Data supplied:
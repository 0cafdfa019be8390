use contracts::domain::a001_department::aggregate::{Department, DepartmentDto};
use contracts::shared::{LocalizedName, Status};

use super::common::{ReferenceStore, StoredReference};

impl StoredReference for Department {}

/// Sample departments for a fresh development server
pub async fn seed(store: &ReferenceStore<Department>) {
    let rows = [
        ("Customer Success", "نجاح العملاء", Status::Active),
        ("Finance", "المالية", Status::Active),
        ("Research", "الأبحاث", Status::Active),
        ("Legacy Sales", "المبيعات القديمة", Status::Inactive),
    ];
    for (en, ar, status) in rows {
        store
            .insert_unchecked(DepartmentDto {
                names: LocalizedName::new(en, ar),
                status,
            })
            .await;
    }
}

What is needed:
The answer is to be the complete listing, transcribed exactly.

Answer for the task:
repository 0cafdfa019be8390
use contracts::domain::a001_department::aggregate::{Department, DepartmentDto};
use contracts::shared::{LocalizedName, Status};

use super::common::{ReferenceStore, StoredReference};

impl StoredReference for Department {}

/// Sample departments for a fresh development server
pub async fn seed(store: &ReferenceStore<Department>) {
    let rows = [
        ("Customer Success", "نجاح العملاء", Status::Active),
        ("Finance", "المالية", Status::Active),
        ("Research", "الأبحاث", Status::Active),
        ("Legacy Sales", "المبيعات القديمة", Status::Inactive),
    ];
    for (en, ar, status) in rows {
        store
            .insert_unchecked(DepartmentDto {
                names: LocalizedName::new(en, ar),
                status,
            })
            .await;
    }
}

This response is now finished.